The nation’s economic crisis already has concentrated more power in government hands without any hearings and little input from the public, Barr said, just as the 2001 terrorist attacks gave the government more power to listen to people’s conversations and read their e-mails. Government officials gain new power “by playing on fear” of another attack or economic crisis, Barr said.
“Their faith is not ‘in God we trust,’ it is ‘in government we trust,’” Barr said.

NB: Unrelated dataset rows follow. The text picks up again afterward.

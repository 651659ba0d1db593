use std::collections::BTreeSet;
use std::path::{Path, PathBuf};

use turbulence_churn::{aggregate_churn, changes_in_history, record_churn};
use turbulence_churn::{Git2History, GitLog, HistorySource};
use turbulence_complexity::{discover_source_files, scan, Analyzer, CommandAnalyzer};
use turbulence_complexity::{ScanSummary, SkippedFile};
use turbulence_core::{
    ComplexityConfig, HistoryBackend, HistoryConfig, MetricsMap, ProgressReporter,
    Result, TurbulenceConfig,
};

/// Churn and complexity metrics computed for one project.
///
/// Construction does all the work: source files are discovered, the churn
/// pass runs, then the complexity pass. Both passes write into the same
/// [`MetricsMap`], each touching only its own field, so their order does not
/// affect the result. Nothing here changes the process working directory;
/// external commands are started with `root` as their directory.
///
/// # Examples
///
/// ```no_run
/// use std::path::Path;
/// use turbulence_core::{Silent, TurbulenceConfig};
/// use turbulence_engine::Turbulence;
///
/// let run = Turbulence::from_config(Path::new("."), &TurbulenceConfig::default(), &Silent).unwrap();
/// for (path, m) in run.metrics().iter() {
///     println!("{path}: churn={:?} complexity={:?}", m.churn, m.complexity);
/// }
/// ```
#[derive(Debug, Clone)]
pub struct Turbulence {
    root: PathBuf,
    source_files: Vec<String>,
    metrics: MetricsMap,
    skipped: Vec<SkippedFile>,
}

impl Turbulence {
    /// Compute metrics for the project at `root`.
    ///
    /// # Errors
    ///
    /// Returns [`TurbulenceError::FileNotFound`](turbulence_core::TurbulenceError::FileNotFound) if `root` is not a directory,
    /// or the first fatal error from the history query or the analyzer.
    /// Per-file parse failures are not errors; see [`Turbulence::skipped`].
    pub fn compute(
        root: &Path,
        history: &dyn HistorySource,
        analyzer: &dyn Analyzer,
        progress: &dyn ProgressReporter,
    ) -> Result<Self> {
        let source_files = discover_source_files(root)?;
        let mut metrics = MetricsMap::new();

        compute_churn(history, root, &source_files, &mut metrics, progress)?;
        let summary = compute_complexity(analyzer, root, &source_files, &mut metrics, progress)?;

        Ok(Self {
            root: root.to_path_buf(),
            source_files,
            metrics,
            skipped: summary.skipped,
        })
    }

    /// Compute metrics using the history backend and analyzer named in `config`.
    ///
    /// # Errors
    ///
    /// See [`Turbulence::compute`].
    pub fn from_config(
        root: &Path,
        config: &TurbulenceConfig,
        progress: &dyn ProgressReporter,
    ) -> Result<Self> {
        let history = history_source_for(&config.history);
        let analyzer = analyzer_for(&config.complexity);
        Self::compute(root, history.as_ref(), analyzer.as_ref(), progress)
    }

    pub fn root(&self) -> &Path {
        &self.root
    }

    /// Source files found under the fixed project directories.
    pub fn source_files(&self) -> &[String] {
        &self.source_files
    }

    pub fn metrics(&self) -> &MetricsMap {
        &self.metrics
    }

    /// Files that got no complexity because the analyzer could not parse them.
    pub fn skipped(&self) -> &[SkippedFile] {
        &self.skipped
    }

    pub fn into_metrics(self) -> MetricsMap {
        self.metrics
    }
}

/// Run the churn pass: history → change records → churn per source file.
///
/// Returns the number of files that received churn.
///
/// # Errors
///
/// Returns the history source's error; churn has no recoverable failures.
pub fn compute_churn(
    history: &dyn HistorySource,
    root: &Path,
    source_files: &[String],
    metrics: &mut MetricsMap,
    progress: &dyn ProgressReporter,
) -> Result<usize> {
    let changes = changes_in_history(history, root)?;
    let entries = aggregate_churn(&changes);
    let sources: BTreeSet<String> = source_files.iter().cloned().collect();
    Ok(record_churn(&entries, &sources, metrics, progress))
}

/// Run the complexity pass over every source file.
///
/// # Errors
///
/// See [`turbulence_complexity::scan`].
pub fn compute_complexity(
    analyzer: &dyn Analyzer,
    root: &Path,
    source_files: &[String],
    metrics: &mut MetricsMap,
    progress: &dyn ProgressReporter,
) -> Result<ScanSummary> {
    scan(analyzer, root, source_files, metrics, progress)
}

/// Build the history source selected by `config`.
pub fn history_source_for(config: &HistoryConfig) -> Box<dyn HistorySource> {
    match config.backend {
        HistoryBackend::GitCli => Box::new(GitLog::new(config.git.clone())),
        HistoryBackend::Libgit2 => Box::new(Git2History),
    }
}

/// Build the analyzer described by `config`.
pub fn analyzer_for(config: &ComplexityConfig) -> Box<dyn Analyzer> {
    Box::new(CommandAnalyzer::from_config(config))
}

Neither major party is willing to strip away any of those powers, he said.
Barr spent the first 10 minutes of his talk mostly criticizing Republicans John McCain and Sarah Palin for keeping their debates within their “comfort zones.”
Instead, debates should be opened up for unfettered questions about how candidates would deal with foreign leaders, including Russia’s Vladimir Putin, and what they understand about other nations’ psyches, Barr said.
Besides Democrat Barack Obama and Republican McCain, other presidential candidates whose names will be in front of voters in November are Barr, independent Ralph Nader, Green Party candidate Cynthia McKinney, and Chuck Baldwin of the Independent Green Party.
Barr, who was a GOP congressman from Georgia from 1995 to 2003, gathered national attention by pushing for President Bill Clinton’s impeachment.
Barr’s running mate on the Libertarian ticket is Wayne A. Root, a Las Vegas sports handicapper, author and TV producer.
In 2004, the Libertarian ticket of Michael Badnarik, of Texas, and Richard Campagna, of Iowa, received 81 votes in Lynchburg, or 0.31 percent of the 26,000-plus votes cast. Statewide, the Libertarians received 0.34 percent of the vote.
Obama and Barr are the only two nominated candidates who have visited Lynchburg during this year’s presidential campaign.
Mike Huckabee, of Arkansas, spoke at Liberty University last November and at Thomas Road Baptist Church in February during his campaign for the Republican presidential nomination.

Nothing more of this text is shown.